*Work task*:
Could you give the entries again, exactly as written?

(Collected data)
━━━━━━━━
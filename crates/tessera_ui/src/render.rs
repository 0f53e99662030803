//! Renderer seam.
//!
//! The engine never rasterizes anything itself. It calls into a host
//! [`Renderer`] for fills, textures, text and scissor changes, and into a
//! [`TextMetrics`] for sizing text while the tree is being built.
//! [`RecordingRenderer`] captures the calls as [`RenderCommand`]s.

use crate::geometry::{Rect, Vec2};
use crate::style::Color;

/// Opaque handle to a texture owned by the host.
#[derive(Debug, Clone, Copy, PartialEq, Eq, Hash)]
pub struct TextureId(pub u32);

/// Drawing operations the engine consumes from the host.
pub trait Renderer {
    /// Called once before the tree is drawn.
    fn begin_frame(&mut self);

    /// Called once after the tree is drawn.
    fn end_frame(&mut self);

    /// Fills a rectangle.
    fn fill_rect(&mut self, bounds: Rect, color: Color);

    /// Stretches a texture over `bounds`.
    fn draw_texture(&mut self, texture: TextureId, bounds: Rect, tint: Color);

    /// Draws a run of text with its top-left corner at `position`.
    fn draw_text(&mut self, text: &str, position: Vec2, font_size: f32, color: Color);

    /// Restricts drawing to `bounds`, replacing any previous scissor.
    fn begin_clip(&mut self, bounds: Rect);

    /// Removes the scissor entirely.
    fn end_clip(&mut self);
}

/// Text measurement used during layout.
pub trait TextMetrics {
    /// Returns the width and height of `text` at `font_size`.
    fn measure_text(&self, text: &str, font_size: f32) -> Vec2;
}

/// Fixed-advance metrics for monospace fonts.
#[derive(Debug, Clone, Copy, PartialEq)]
pub struct MonospaceMetrics {
    /// Glyph advance as a fraction of the font size.
    pub advance: f32,
    /// Extra space between glyphs, in pixels.
    pub spacing: f32,
}

impl Default for MonospaceMetrics {
    fn default() -> Self {
        Self { advance: 0.5, spacing: 2.0 }
    }
}

impl TextMetrics for MonospaceMetrics {
    #[allow(clippy::cast_precision_loss)]
    fn measure_text(&self, text: &str, font_size: f32) -> Vec2 {
        let glyphs = text.chars().count() as f32;
        if glyphs == 0.0 {
            return Vec2::new(0.0, font_size);
        }
        let width = glyphs * font_size * self.advance + (glyphs - 1.0) * self.spacing;
        Vec2::new(width, font_size)
    }
}

/// A recorded renderer call.
#[derive(Debug, Clone, PartialEq)]
pub enum RenderCommand {
    /// Filled rectangle.
    FillRect {
        /// Bounds.
        bounds: Rect,
        /// Fill color.
        color: Color,
    },
    /// Textured quad.
    Texture {
        /// Texture handle.
        texture: TextureId,
        /// Bounds.
        bounds: Rect,
        /// Tint color.
        tint: Color,
    },
    /// Text.
    Text {
        /// Text content.
        text: String,
        /// Top-left position.
        position: Vec2,
        /// Font size.
        font_size: f32,
        /// Text color.
        color: Color,
    },
    /// Scissor set to `bounds`.
    BeginClip {
        /// Effective clip bounds.
        bounds: Rect,
    },
    /// Scissor removed.
    EndClip,
}

/// Renderer that records every call of the current frame.
#[derive(Debug, Default)]
pub struct RecordingRenderer {
    commands: Vec<RenderCommand>,
    frames: u64,
    in_frame: bool,
}

impl RecordingRenderer {
    /// Creates a new recording renderer.
    #[must_use]
    pub fn new() -> Self {
        Self {
            commands: Vec::with_capacity(256),
            frames: 0,
            in_frame: false,
        }
    }

    /// Commands recorded since the last `begin_frame`.
    #[must_use]
    pub fn commands(&self) -> &[RenderCommand] {
        &self.commands
    }

    /// Number of completed frames.
    #[must_use]
    pub const fn frames(&self) -> u64 {
        self.frames
    }

    /// Text runs of the current frame, in draw order.
    pub fn texts(&self) -> impl Iterator<Item = &str> + '_ {
        self.commands.iter().filter_map(|command| match command {
            RenderCommand::Text { text, .. } => Some(text.as_str()),
            _ => None,
        })
    }
}

impl Renderer for RecordingRenderer {
    fn begin_frame(&mut self) {
        self.commands.clear();
        self.in_frame = true;
    }

    fn end_frame(&mut self) {
        if self.in_frame {
            self.frames += 1;
            self.in_frame = false;
        }
    }

    fn fill_rect(&mut self, bounds: Rect, color: Color) {
        self.commands.push(RenderCommand::FillRect { bounds, color });
    }

    fn draw_texture(&mut self, texture: TextureId, bounds: Rect, tint: Color) {
        self.commands.push(RenderCommand::Texture { texture, bounds, tint });
    }

    fn draw_text(&mut self, text: &str, position: Vec2, font_size: f32, color: Color) {
        self.commands.push(RenderCommand::Text {
            text: text.to_owned(),
            position,
            font_size,
            color,
        });
    }

    fn begin_clip(&mut self, bounds: Rect) {
        self.commands.push(RenderCommand::BeginClip { bounds });
    }

    fn end_clip(&mut self) {
        self.commands.push(RenderCommand::EndClip);
    }
}

#[cfg(test)]
mod tests {
    use super::*;

    #[test]
    fn test_renderer_frame() {
        let mut renderer = RecordingRenderer::new();

        renderer.begin_frame();
        renderer.fill_rect(Rect::new(0.0, 0.0, 100.0, 50.0), Color::WHITE);
        renderer.draw_text("hi", Vec2::ZERO, 20.0, Color::BLACK);
        renderer.end_frame();

        assert_eq!(renderer.frames(), 1);
        assert_eq!(renderer.commands().len(), 2);
        assert_eq!(renderer.texts().collect::<Vec<_>>(), vec!["hi"]);

        renderer.begin_frame();
        assert!(renderer.commands().is_empty());
    }

    #[test]
    fn test_monospace_metrics() {
        let metrics = MonospaceMetrics { advance: 0.5, spacing: 2.0 };

        assert_eq!(metrics.measure_text("", 20.0), Vec2::new(0.0, 20.0));
        assert_eq!(metrics.measure_text(" ", 20.0), Vec2::new(10.0, 20.0));
        assert_eq!(metrics.measure_text("abc", 20.0), Vec2::new(34.0, 20.0));
    }
}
━━━━━━━━
*Solved problem*:
filename crates/tessera_ui/src/render.rs
repository 0f53e99662030803
//! Renderer seam.
//!
//! The engine never rasterizes anything itself. It calls into a host
//! [`Renderer`] for fills, textures, text and scissor changes, and into a
//! [`TextMetrics`] for sizing text while the tree is being built.
//! [`RecordingRenderer`] captures the calls as [`RenderCommand`]s.

use crate::geometry::{Rect, Vec2};
use crate::style::Color;

/// Opaque handle to a texture owned by the host.
#[derive(Debug, Clone, Copy, PartialEq, Eq, Hash)]
pub struct TextureId(pub u32);

/// Drawing operations the engine consumes from the host.
pub trait Renderer {
    /// Called once before the tree is drawn.
    fn begin_frame(&mut self);

    /// Called once after the tree is drawn.
    fn end_frame(&mut self);

    /// Fills a rectangle.
    fn fill_rect(&mut self, bounds: Rect, color: Color);

    /// Stretches a texture over `bounds`.
    fn draw_texture(&mut self, texture: TextureId, bounds: Rect, tint: Color);

    /// Draws a run of text with its top-left corner at `position`.
    fn draw_text(&mut self, text: &str, position: Vec2, font_size: f32, color: Color);

    /// Restricts drawing to `bounds`, replacing any previous scissor.
    fn begin_clip(&mut self, bounds: Rect);

    /// Removes the scissor entirely.
    fn end_clip(&mut self);
}

/// Text measurement used during layout.
pub trait TextMetrics {
    /// Returns the width and height of `text` at `font_size`.
    fn measure_text(&self, text: &str, font_size: f32) -> Vec2;
}

/// Fixed-advance metrics for monospace fonts.
#[derive(Debug, Clone, Copy, PartialEq)]
pub struct MonospaceMetrics {
    /// Glyph advance as a fraction of the font size.
    pub advance: f32,
    /// Extra space between glyphs, in pixels.
    pub spacing: f32,
}

impl Default for MonospaceMetrics {
    fn default() -> Self {
        Self { advance: 0.5, spacing: 2.0 }
    }
}

impl TextMetrics for MonospaceMetrics {
    #[allow(clippy::cast_precision_loss)]
    fn measure_text(&self, text: &str, font_size: f32) -> Vec2 {
        let glyphs = text.chars().count() as f32;
        if glyphs == 0.0 {
            return Vec2::new(0.0, font_size);
        }
        let width = glyphs * font_size * self.advance + (glyphs - 1.0) * self.spacing;
        Vec2::new(width, font_size)
    }
}

/// A recorded renderer call.
#[derive(Debug, Clone, PartialEq)]
pub enum RenderCommand {
    /// Filled rectangle.
    FillRect {
        /// Bounds.
        bounds: Rect,
        /// Fill color.
        color: Color,
    },
    /// Textured quad.
    Texture {
        /// Texture handle.
        texture: TextureId,
        /// Bounds.
        bounds: Rect,
        /// Tint color.
        tint: Color,
    },
    /// Text.
    Text {
        /// Text content.
        text: String,
        /// Top-left position.
        position: Vec2,
        /// Font size.
        font_size: f32,
        /// Text color.
        color: Color,
    },
    /// Scissor set to `bounds`.
    BeginClip {
        /// Effective clip bounds.
        bounds: Rect,
    },
    /// Scissor removed.
    EndClip,
}

/// Renderer that records every call of the current frame.
#[derive(Debug, Default)]
pub struct RecordingRenderer {
    commands: Vec<RenderCommand>,
    frames: u64,
    in_frame: bool,
}

impl RecordingRenderer {
    /// Creates a new recording renderer.
    #[must_use]
    pub fn new() -> Self {
        Self {
            commands: Vec::with_capacity(256),
            frames: 0,
            in_frame: false,
        }
    }

    /// Commands recorded since the last `begin_frame`.
    #[must_use]
    pub fn commands(&self) -> &[RenderCommand] {
        &self.commands
    }

    /// Number of completed frames.
    #[must_use]
    pub const fn frames(&self) -> u64 {
        self.frames
    }

    /// Text runs of the current frame, in draw order.
    pub fn texts(&self) -> impl Iterator<Item = &str> + '_ {
        self.commands.iter().filter_map(|command| match command {
            RenderCommand::Text { text, .. } => Some(text.as_str()),
            _ => None,
        })
    }
}

impl Renderer for RecordingRenderer {
    fn begin_frame(&mut self) {
        self.commands.clear();
        self.in_frame = true;
    }

    fn end_frame(&mut self) {
        if self.in_frame {
            self.frames += 1;
            self.in_frame = false;
        }
    }

    fn fill_rect(&mut self, bounds: Rect, color: Color) {
        self.commands.push(RenderCommand::FillRect { bounds, color });
    }

    fn draw_texture(&mut self, texture: TextureId, bounds: Rect, tint: Color) {
        self.commands.push(RenderCommand::Texture { texture, bounds, tint });
    }

    fn draw_text(&mut self, text: &str, position: Vec2, font_size: f32, color: Color) {
        self.commands.push(RenderCommand::Text {
            text: text.to_owned(),
            position,
            font_size,
            color,
        });
    }

    fn begin_clip(&mut self, bounds: Rect) {
        self.commands.push(RenderCommand::BeginClip { bounds });
    }

    fn end_clip(&mut self) {
        self.commands.push(RenderCommand::EndClip);
    }
}

#[cfg(test)]
mod tests {
    use super::*;

    #[test]
    fn test_renderer_frame() {
        let mut renderer = RecordingRenderer::new();

        renderer.begin_frame();
        renderer.fill_rect(Rect::new(0.0, 0.0, 100.0, 50.0), Color::WHITE);
        renderer.draw_text("hi", Vec2::ZERO, 20.0, Color::BLACK);
        renderer.end_frame();

        assert_eq!(renderer.frames(), 1);
        assert_eq!(renderer.commands().len(), 2);
        assert_eq!(renderer.texts().collect::<Vec<_>>(), vec!["hi"]);

        renderer.begin_frame();
        assert!(renderer.commands().is_empty());
    }

    #[test]
    fn test_monospace_metrics() {
        let metrics = MonospaceMetrics { advance: 0.5, spacing: 2.0 };

        assert_eq!(metrics.measure_text("", 20.0), Vec2::new(0.0, 20.0));
        assert_eq!(metrics.measure_text(" ", 20.0), Vec2::new(10.0, 20.0));
        assert_eq!(metrics.measure_text("abc", 20.0), Vec2::new(34.0, 20.0));
    }
}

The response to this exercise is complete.